Sin embargo, la crisis financiera podría dar al traste con esa historia por completo.
¿Cómo es eso? Bueno, el orden liberal se apoya en tres pilares, en tres pilares que se entrelazan y co-constituyen: Las «leyes» de Newton se proyectaron para dar al modelo económico anglosajón su (dudosa) pretensión de estar fundado en leyes empíricas duras, como si fuera física. Rousseau, Locke y sus seguidores elevaron el individualismo como principio político, y de Smith surgió el núcleo lógico del sistema angloamericano: Si cada individuo hace lo que es mejor para él, el resultado será lo mejor para la nación en su conjunto.
Lo más importante de estos pilares es su equivalencia moral, así como su conexión entre sí. Si se elimina uno de los pilares por no ser válido, todo el edificio conocido como «valores europeos» queda a la deriva. Sólo si se mantiene unido posee coherencia.
Y el temor tácito entre estas élites occidentales es que durante este largo período de supremacía anglosajona… siempre ha habido una escuela de pensamiento alternativa a la suya. A List no le preocupaba la moralidad del consumo. En cambio, estaba interesado en el bienestar tanto estratégico como material.
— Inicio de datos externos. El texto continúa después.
//! Liveness propagation through nested balancers.
//!
//! # State Transitions
//! ```text
//! mark_up:   balancer empty before  → observers(up = true)
//!            balancer live before   → no propagation
//! mark_down: balancer live before, empty after → observers(up = false)
//!            balancer live after    → no propagation
//! ```
//!
//! # Design Decisions
//! - Callers only report debounced transitions (hysteresis lives in `health`)
//! - Check, mutate and notify run under one lock per propagator, so two
//!   near-simultaneous transitions cannot both see "was empty"
//! - Observers run synchronously in registration order; the first error
//!   aborts and is returned

use std::fmt;
use std::sync::{Arc, Mutex, PoisonError};

use crate::load_balancer::{Balancer, BalancerError};
use crate::observability::metrics;
use crate::runtime::records::{ServerState, ServerStatus};

/// Receives aggregate liveness flips of a balancer.
pub trait StatusObserver: Send + Sync {
    fn status_changed(&self, up: bool) -> Result<(), BalancerError>;
}

/// Wraps a balancer with per-target status bookkeeping and upward notification.
pub struct StatusPropagator {
    service: String,
    balancer: Arc<dyn Balancer>,
    server_status: ServerStatus,
    observers: Mutex<Vec<Arc<dyn StatusObserver>>>,
}

impl fmt::Debug for StatusPropagator {
    fn fmt(&self, f: &mut fmt::Formatter<'_>) -> fmt::Result {
        f.debug_struct("StatusPropagator")
            .field("service", &self.service)
            .field("balancer", &self.balancer)
            .finish_non_exhaustive()
    }
}

impl StatusPropagator {
    pub fn new(
        service: impl Into<String>,
        balancer: Arc<dyn Balancer>,
        server_status: ServerStatus,
    ) -> Self {
        Self {
            service: service.into(),
            balancer,
            server_status,
            observers: Mutex::new(Vec::new()),
        }
    }

    pub fn service(&self) -> &str {
        &self.service
    }

    pub fn balancer(&self) -> &Arc<dyn Balancer> {
        &self.balancer
    }

    pub fn server_status(&self) -> &ServerStatus {
        &self.server_status
    }

    /// Register an observer notified when the balancer goes from empty to live or back.
    pub fn register_observer(&self, observer: Arc<dyn StatusObserver>) {
        self.observers
            .lock()
            .unwrap_or_else(PoisonError::into_inner)
            .push(observer);
    }

    /// Whether at least one target is currently live.
    pub fn is_live(&self) -> bool {
        !self.balancer.list_targets().is_empty()
    }

    /// Put `target` back into rotation.
    pub fn mark_up(&self, target: &str, weight: u32) -> Result<(), BalancerError> {
        let observers = self.observers.lock().unwrap_or_else(PoisonError::into_inner);

        let was_live = !self.balancer.list_targets().is_empty();
        self.balancer.add_target(target, weight)?;
        self.server_status.set(target, ServerState::Up);

        if was_live {
            return Ok(());
        }

        tracing::info!(service = %self.service, target = %target, "Service is live again");
        metrics::record_service_live(&self.service, true);
        for observer in observers.iter() {
            observer.status_changed(true)?;
        }
        Ok(())
    }

    /// Take `target` out of rotation.
    pub fn mark_down(&self, target: &str) -> Result<(), BalancerError> {
        let observers = self.observers.lock().unwrap_or_else(PoisonError::into_inner);

        let was_live = !self.balancer.list_targets().is_empty();
        self.balancer.remove_target(target)?;
        self.server_status.set(target, ServerState::Down);

        if !was_live || !self.balancer.list_targets().is_empty() {
            return Ok(());
        }

        tracing::warn!(service = %self.service, target = %target, "Service has no live target");
        metrics::record_service_live(&self.service, false);
        for observer in observers.iter() {
            observer.status_changed(false)?;
        }
        Ok(())
    }
}

/// Adds or removes a child service in its parent's balancer when the
/// child's aggregate liveness flips.
pub struct ParentLink {
    parent: Arc<StatusPropagator>,
    child: String,
    weight: u32,
}

impl ParentLink {
    pub fn new(parent: Arc<StatusPropagator>, child: impl Into<String>, weight: u32) -> Self {
        Self {
            parent,
            child: child.into(),
            weight,
        }
    }
}

impl StatusObserver for ParentLink {
    fn status_changed(&self, up: bool) -> Result<(), BalancerError> {
        tracing::debug!(
            parent = %self.parent.service(),
            child = %self.child,
            up,
            "Propagating child status"
        );
        if up {
            self.parent.mark_up(&self.child, self.weight)
        } else {
            self.parent.mark_down(&self.child)
        }
    }
}

#[cfg(test)]
mod tests {
    use super::*;
    use crate::load_balancer::{CompositeBalancer, RoundRobin};
    use std::sync::atomic::{AtomicUsize, Ordering};

    #[derive(Default)]
    struct Recorder {
        events: Mutex<Vec<bool>>,
    }

    impl StatusObserver for Recorder {
        fn status_changed(&self, up: bool) -> Result<(), BalancerError> {
            self.events.lock().unwrap().push(up);
            Ok(())
        }
    }

    struct Failing(AtomicUsize);

    impl StatusObserver for Failing {
        fn status_changed(&self, _up: bool) -> Result<(), BalancerError> {
            self.0.fetch_add(1, Ordering::SeqCst);
            Err(BalancerError::Rejected {
                balancer: "parent".into(),
                target: "child".into(),
                reason: "boom".into(),
            })
        }
    }

    fn propagator(name: &str, targets: &[&str]) -> Arc<StatusPropagator> {
        let lb = Arc::new(RoundRobin::new(name));
        for target in targets {
            lb.add_target(target, 1).unwrap();
        }
        Arc::new(StatusPropagator::new(name, lb, ServerStatus::default()))
    }

    #[test]
    fn test_propagates_only_on_aggregate_flip() {
        let svc = propagator("api", &["a", "b"]);
        let recorder = Arc::new(Recorder::default());
        svc.register_observer(recorder.clone());

        svc.mark_down("a").unwrap();
        assert!(recorder.events.lock().unwrap().is_empty());
        assert_eq!(svc.server_status().get("a"), Some(ServerState::Down));

        svc.mark_down("b").unwrap();
        assert_eq!(*recorder.events.lock().unwrap(), vec![false]);

        svc.mark_up("a", 1).unwrap();
        svc.mark_up("b", 1).unwrap();
        assert_eq!(*recorder.events.lock().unwrap(), vec![false, true]);
        assert_eq!(svc.server_status().get("b"), Some(ServerState::Up));
    }

    #[test]
    fn test_mark_up_twice_is_idempotent() {
        let svc = propagator("api", &[]);
        let recorder = Arc::new(Recorder::default());
        svc.register_observer(recorder.clone());

        svc.mark_up("a", 1).unwrap();
        svc.mark_up("a", 1).unwrap();
        assert_eq!(*recorder.events.lock().unwrap(), vec![true]);
        assert_eq!(svc.balancer().list_targets(), vec!["a"]);
    }

    #[test]
    fn test_mark_down_on_empty_balancer_is_silent() {
        let svc = propagator("api", &["a"]);
        let recorder = Arc::new(Recorder::default());
        svc.register_observer(recorder.clone());

        svc.mark_down("a").unwrap();
        svc.mark_down("a").unwrap();
        svc.mark_down("never-added").unwrap();
        assert_eq!(*recorder.events.lock().unwrap(), vec![false]);
        assert_eq!(svc.server_status().get("a"), Some(ServerState::Down));
    }

    #[test]
    fn test_nested_propagation() {
        let root = propagator("root", &["left", "right"]);
        let left = propagator("left", &["l1"]);
        let right = propagator("right", &["r1"]);
        let top = Arc::new(Recorder::default());
        root.register_observer(top.clone());
        left.register_observer(Arc::new(ParentLink::new(root.clone(), "left", 1)));
        right.register_observer(Arc::new(ParentLink::new(root.clone(), "right", 1)));

        left.mark_down("l1").unwrap();
        assert_eq!(root.balancer().list_targets(), vec!["right"]);
        assert_eq!(root.server_status().get("left"), Some(ServerState::Down));
        assert!(top.events.lock().unwrap().is_empty());

        right.mark_down("r1").unwrap();
        assert!(!root.is_live());
        assert_eq!(*top.events.lock().unwrap(), vec![false]);

        right.mark_up("r1", 1).unwrap();
        assert_eq!(root.balancer().list_targets(), vec!["right"]);
        assert_eq!(*top.events.lock().unwrap(), vec![false, true]);
    }

    #[test]
    fn test_observer_error_fails_fast() {
        let svc = propagator("api", &["a"]);
        let failing = Arc::new(Failing(AtomicUsize::new(0)));
        let recorder = Arc::new(Recorder::default());
        svc.register_observer(failing.clone());
        svc.register_observer(recorder.clone());

        assert!(svc.mark_down("a").is_err());
        assert_eq!(failing.0.load(Ordering::SeqCst), 1);
        assert!(recorder.events.lock().unwrap().is_empty());
    }

    #[test]
    fn test_composite_failure_surfaces() {
        let ok = Arc::new(RoundRobin::new("web"));
        let composite = Arc::new(CompositeBalancer::new(vec![ok.clone()]));
        let svc = StatusPropagator::new("api", composite, ServerStatus::default());

        let err = svc.mark_up("a", 0).unwrap_err();
        assert!(matches!(err, BalancerError::ZeroWeight { .. }));
        assert_eq!(svc.server_status().get("a"), None);
    }
}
En términos estratégicos, las naciones acababan siendo dependientes o soberanas en función de su capacidad para fabricar cosas por sí mismas.
Y la semana pasada Putin les dijo a Scholtz y a Macron que las crisis (incluida la escasez de alimentos) a las que se enfrentaban se debían a sus propias estructuras y políticas económicas erróneas. Putin podría haber citado el amorfismo de List:
El árbol que da el fruto tiene más valor que el propio fruto… La prosperidad de una nación no es… mayor en la proporción en que ha amasado más riqueza (es decir, valores de cambio), sino en la proporción en que ha desarrollado más sus poderes de producción.
A los señores Scholtz y Macron probablemente no les ha gustado nada el mensaje. Pueden ver cómo se arranca el pivote de la hegemonía neoliberal occidental.
*Alastair Crooke, ex diplomático británico, fundador y director del Foro de Conflictos con sede en Beirut.
Artículo publicado en Strategic Culture.